Saved data entries

************

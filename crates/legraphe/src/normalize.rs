// Label normalization

use once_cell::sync::Lazy;
use regex::Regex;

static CAMEL_BOUNDARY: Lazy<Regex> =
    Lazy::new(|| Regex::new(r"([a-z])([A-Z])").expect("camel-case boundary pattern is valid"));

/// Normalized label form: `_` and `-` become spaces, lower-to-upper
/// camel-case boundaries are split, and the result is lowercased.
pub fn normalize_label(text: &str) -> String {
    let spaced = text.replace(['_', '-'], " ");
    CAMEL_BOUNDARY
        .replace_all(&spaced, "$1 $2")
        .to_lowercase()
}

/// True when the literal text differs from its normalized form
pub fn is_shadow(text: &str) -> bool {
    normalize_label(text) != text
}
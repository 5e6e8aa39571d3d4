// Multi-line field purge

use crate::model::{Domain, NodeKey};
use crate::store::FieldGraph;
use tracing::debug;

const MODEL_MULTILINE: [&str; 2] = ["abstractNote", "extra"];
const CSL_MULTILINE: [&str; 2] = ["abstract", "note"];

/// Multi-line text fields cannot back a short structured label
pub fn is_multiline(key: &NodeKey) -> bool {
    match key.domain {
        Domain::Model(_) => MODEL_MULTILINE.contains(&key.name.as_str()),
        Domain::Csl => CSL_MULTILINE.contains(&key.name.as_str()),
        Domain::Label => false,
    }
}

/// Remove denylisted multi-line variables and their edges
///
/// Labels left without a target are pruned later, during projection.
pub fn purge_multiline(graph: &mut FieldGraph) -> usize {
    let doomed: Vec<_> = graph
        .variables()
        .into_iter()
        .filter(|&id| graph.node(id).map_or(false, |n| is_multiline(&n.key)))
        .collect();

    for &id in &doomed {
        if let Some(node) = graph.remove_node(id) {
            debug!(key = %node.key, "purged multi-line variable");
        }
    }
    doomed.len()
}
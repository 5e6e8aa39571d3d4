// CLI Interface
//
// This module provides the command-line interface for LeChamp.

use crate::config::ReconcileConfig;
use crate::output::Outputs;
use anyhow::{Context, Result};
use clap::{Parser, Subcommand};
use legraphe::normalize::normalize_label;
use legraphe::{ClientSchema, MappingEntry, Model, Reconciler, Reconciliation};
use std::fs::File;
use std::io::BufReader;
use std::path::{Path, PathBuf};
use tracing::info;
use tracing_subscriber::EnvFilter;

/// LeChamp - Field Mapping Reconciliation
#[derive(Parser, Debug)]
#[command(name = "lechamp")]
#[command(author = "LeChamp Contributors")]
#[command(version = env!("CARGO_PKG_VERSION"))]
#[command(about = "Reconcile two client field schemas with CSL into one label mapping", long_about = None)]
pub struct Cli {
    /// Path to a TOML configuration file
    #[arg(global = true, long = "config", short = 'c')]
    pub config: Option<PathBuf>,

    /// Enable verbose logging
    #[arg(global = true, long = "verbose", short = 'v')]
    pub verbose: bool,

    /// Subcommand to execute
    #[command(subcommand)]
    pub command: Commands,
}

/// Schema inputs shared by every command
#[derive(clap::Args, Debug, Clone)]
pub struct SchemaArgs {
    /// Normalized schema of model A
    #[arg(long = "model-a", value_name = "SCHEMA")]
    pub model_a: PathBuf,

    /// Normalized schema of model B
    #[arg(long = "model-b", value_name = "SCHEMA")]
    pub model_b: PathBuf,
}

/// Available CLI commands
#[derive(Subcommand, Debug)]
pub enum Commands {
    /// Run the full reconciliation and write every output
    Reconcile {
        /// Input schemas
        #[command(flatten)]
        schemas: SchemaArgs,

        /// Output directory (overrides the configuration)
        #[arg(long = "out-dir", value_name = "DIR")]
        out_dir: Option<PathBuf>,
    },

    /// Run the reconciliation and print one mapping entry as JSON
    Lookup {
        /// Label text, literal or normalized
        #[arg(value_name = "LABEL")]
        label: String,

        /// Input schemas
        #[command(flatten)]
        schemas: SchemaArgs,
    },
}

impl Cli {
    /// Run the CLI
    pub fn run(self) -> Result<()> {
        init_logging_impl(self.verbose);

        let config = ReconcileConfig::load(self.config.as_deref())?;

        match self.command {
            Commands::Reconcile { schemas, out_dir } => cmd_reconcile_impl(&schemas, out_dir, config),
            Commands::Lookup { label, schemas } => cmd_lookup_impl(&label, &schemas),
        }
    }
}

/// Initialize logging implementation
///
/// `RUST_LOG` wins when set; otherwise `--verbose` selects debug level.
fn init_logging_impl(verbose: bool) {
    let default_level = if verbose { "debug" } else { "info" };
    let filter = EnvFilter::try_from_default_env().unwrap_or_else(|_| EnvFilter::new(default_level));

    let subscriber = tracing_subscriber::fmt()
        .with_env_filter(filter)
        .with_writer(std::io::stderr)
        .finish();

    let _ = tracing::subscriber::set_global_default(subscriber);
}

/// Read and parse one schema file
pub fn read_schema(path: &Path) -> Result<ClientSchema> {
    let file = File::open(path).with_context(|| format!("Failed to open schema: {:?}", path))?;
    ClientSchema::from_reader(BufReader::new(file))
        .with_context(|| format!("Failed to parse schema: {:?}", path))
}

/// Load both schemas and finalize the run
pub fn reconcile_files(schemas: &SchemaArgs) -> Result<Reconciliation> {
    let mut run = Reconciler::new();
    for (model, path) in [(Model::A, &schemas.model_a), (Model::B, &schemas.model_b)] {
        let schema = read_schema(path)?;
        run.load(&schema, model)
            .with_context(|| format!("Failed to load {} schema {:?}", model, path))?;
    }
    run.finalize().context("Reconciliation failed")
}

/// Reconcile command implementation
fn cmd_reconcile_impl(schemas: &SchemaArgs, out_dir: Option<PathBuf>, mut config: ReconcileConfig) -> Result<()> {
    if let Some(dir) = out_dir {
        config.output.directory = dir;
    }

    let result = reconcile_files(schemas)?;
    let outputs = Outputs::render(&result, &config)?;
    outputs.write()?;

    info!(
        labels = result.table().len(),
        conflicts = result.conflicts().len(),
        hop_throughs = result.hop_throughs().len(),
        "reconcile complete"
    );

    println!("\n✓ Reconciliation complete!");
    println!("  Labels: {}", result.table().len());
    println!("  Conflicts removed: {}", result.conflicts().len());
    println!("  Hop-throughs added: {}", result.hop_throughs().len());
    println!("  Multi-line fields purged: {}", result.purged());
    for path in outputs.paths() {
        println!("  Wrote: {}", path.display());
    }

    Ok(())
}

/// Lookup command implementation
fn cmd_lookup_impl(label: &str, schemas: &SchemaArgs) -> Result<()> {
    let result = reconcile_files(schemas)?;
    let entry = find_entry(&result, label)?;

    let json = serde_json::to_string_pretty(entry).context("Failed to serialize mapping entry")?;
    println!("{}", json);

    Ok(())
}

/// Mapping entry for a literal label, falling back to its normalized form
pub fn find_entry<'a>(result: &'a Reconciliation, label: &str) -> Result<&'a MappingEntry> {
    result
        .lookup(label)
        .or_else(|| result.lookup(&normalize_label(label)))
        .with_context(|| format!("No mapping entry for label `{}`", label))
}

************

Write out the records once more, precisely as they stand.

filename crates/legraphe/src/normalize.rs
// Label normalization

use once_cell::sync::Lazy;
use regex::Regex;

static CAMEL_BOUNDARY: Lazy<Regex> =
    Lazy::new(|| Regex::new(r"([a-z])([A-Z])").expect("camel-case boundary pattern is valid"));

/// Normalized label form: `_` and `-` become spaces, lower-to-upper
/// camel-case boundaries are split, and the result is lowercased.
pub fn normalize_label(text: &str) -> String {
    let spaced = text.replace(['_', '-'], " ");
    CAMEL_BOUNDARY
        .replace_all(&spaced, "$1 $2")
        .to_lowercase()
}

/// True when the literal text differs from its normalized form
pub fn is_shadow(text: &str) -> bool {
    normalize_label(text) != text
}
repository 5e6e8aa39571d3d4
// Multi-line field purge

use crate::model::{Domain, NodeKey};
use crate::store::FieldGraph;
use tracing::debug;

const MODEL_MULTILINE: [&str; 2] = ["abstractNote", "extra"];
const CSL_MULTILINE: [&str; 2] = ["abstract", "note"];

/// Multi-line text fields cannot back a short structured label
pub fn is_multiline(key: &NodeKey) -> bool {
    match key.domain {
        Domain::Model(_) => MODEL_MULTILINE.contains(&key.name.as_str()),
        Domain::Csl => CSL_MULTILINE.contains(&key.name.as_str()),
        Domain::Label => false,
    }
}

/// Remove denylisted multi-line variables and their edges
///
/// Labels left without a target are pruned later, during projection.
pub fn purge_multiline(graph: &mut FieldGraph) -> usize {
    let doomed: Vec<_> = graph
        .variables()
        .into_iter()
        .filter(|&id| graph.node(id).map_or(false, |n| is_multiline(&n.key)))
        .collect();

    for &id in &doomed {
        if let Some(node) = graph.remove_node(id) {
            debug!(key = %node.key, "purged multi-line variable");
        }
    }
    doomed.len()
}
repository 5e6e8aa39571d3d4
// CLI Interface
//
// This module provides the command-line interface for LeChamp.

use crate::config::ReconcileConfig;
use crate::output::Outputs;
use anyhow::{Context, Result};
use clap::{Parser, Subcommand};
use legraphe::normalize::normalize_label;
use legraphe::{ClientSchema, MappingEntry, Model, Reconciler, Reconciliation};
use std::fs::File;
use std::io::BufReader;
use std::path::{Path, PathBuf};
use tracing::info;
use tracing_subscriber::EnvFilter;

/// LeChamp - Field Mapping Reconciliation
#[derive(Parser, Debug)]
#[command(name = "lechamp")]
#[command(author = "LeChamp Contributors")]
#[command(version = env!("CARGO_PKG_VERSION"))]
#[command(about = "Reconcile two client field schemas with CSL into one label mapping", long_about = None)]
pub struct Cli {
    /// Path to a TOML configuration file
    #[arg(global = true, long = "config", short = 'c')]
    pub config: Option<PathBuf>,

    /// Enable verbose logging
    #[arg(global = true, long = "verbose", short = 'v')]
    pub verbose: bool,

    /// Subcommand to execute
    #[command(subcommand)]
    pub command: Commands,
}

/// Schema inputs shared by every command
#[derive(clap::Args, Debug, Clone)]
pub struct SchemaArgs {
    /// Normalized schema of model A
    #[arg(long = "model-a", value_name = "SCHEMA")]
    pub model_a: PathBuf,

    /// Normalized schema of model B
    #[arg(long = "model-b", value_name = "SCHEMA")]
    pub model_b: PathBuf,
}

/// Available CLI commands
#[derive(Subcommand, Debug)]
pub enum Commands {
    /// Run the full reconciliation and write every output
    Reconcile {
        /// Input schemas
        #[command(flatten)]
        schemas: SchemaArgs,

        /// Output directory (overrides the configuration)
        #[arg(long = "out-dir", value_name = "DIR")]
        out_dir: Option<PathBuf>,
    },

    /// Run the reconciliation and print one mapping entry as JSON
    Lookup {
        /// Label text, literal or normalized
        #[arg(value_name = "LABEL")]
        label: String,

        /// Input schemas
        #[command(flatten)]
        schemas: SchemaArgs,
    },
}

impl Cli {
    /// Run the CLI
    pub fn run(self) -> Result<()> {
        init_logging_impl(self.verbose);

        let config = ReconcileConfig::load(self.config.as_deref())?;

        match self.command {
            Commands::Reconcile { schemas, out_dir } => cmd_reconcile_impl(&schemas, out_dir, config),
            Commands::Lookup { label, schemas } => cmd_lookup_impl(&label, &schemas),
        }
    }
}

/// Initialize logging implementation
///
/// `RUST_LOG` wins when set; otherwise `--verbose` selects debug level.
fn init_logging_impl(verbose: bool) {
    let default_level = if verbose { "debug" } else { "info" };
    let filter = EnvFilter::try_from_default_env().unwrap_or_else(|_| EnvFilter::new(default_level));

    let subscriber = tracing_subscriber::fmt()
        .with_env_filter(filter)
        .with_writer(std::io::stderr)
        .finish();

    let _ = tracing::subscriber::set_global_default(subscriber);
}

/// Read and parse one schema file
pub fn read_schema(path: &Path) -> Result<ClientSchema> {
    let file = File::open(path).with_context(|| format!("Failed to open schema: {:?}", path))?;
    ClientSchema::from_reader(BufReader::new(file))
        .with_context(|| format!("Failed to parse schema: {:?}", path))
}

/// Load both schemas and finalize the run
pub fn reconcile_files(schemas: &SchemaArgs) -> Result<Reconciliation> {
    let mut run = Reconciler::new();
    for (model, path) in [(Model::A, &schemas.model_a), (Model::B, &schemas.model_b)] {
        let schema = read_schema(path)?;
        run.load(&schema, model)
            .with_context(|| format!("Failed to load {} schema {:?}", model, path))?;
    }
    run.finalize().context("Reconciliation failed")
}

/// Reconcile command implementation
fn cmd_reconcile_impl(schemas: &SchemaArgs, out_dir: Option<PathBuf>, mut config: ReconcileConfig) -> Result<()> {
    if let Some(dir) = out_dir {
        config.output.directory = dir;
    }

    let result = reconcile_files(schemas)?;
    let outputs = Outputs::render(&result, &config)?;
    outputs.write()?;

    info!(
        labels = result.table().len(),
        conflicts = result.conflicts().len(),
        hop_throughs = result.hop_throughs().len(),
        "reconcile complete"
    );

    println!("\n✓ Reconciliation complete!");
    println!("  Labels: {}", result.table().len());
    println!("  Conflicts removed: {}", result.conflicts().len());
    println!("  Hop-throughs added: {}", result.hop_throughs().len());
    println!("  Multi-line fields purged: {}", result.purged());
    for path in outputs.paths() {
        println!("  Wrote: {}", path.display());
    }

    Ok(())
}

/// Lookup command implementation
fn cmd_lookup_impl(label: &str, schemas: &SchemaArgs) -> Result<()> {
    let result = reconcile_files(schemas)?;
    let entry = find_entry(&result, label)?;

    let json = serde_json::to_string_pretty(entry).context("Failed to serialize mapping entry")?;
    println!("{}", json);

    Ok(())
}

/// Mapping entry for a literal label, falling back to its normalized form
pub fn find_entry<'a>(result: &'a Reconciliation, label: &str) -> Result<&'a MappingEntry> {
    result
        .lookup(label)
        .or_else(|| result.lookup(&normalize_label(label)))
        .with_context(|| format!("No mapping entry for label `{}`", label))
}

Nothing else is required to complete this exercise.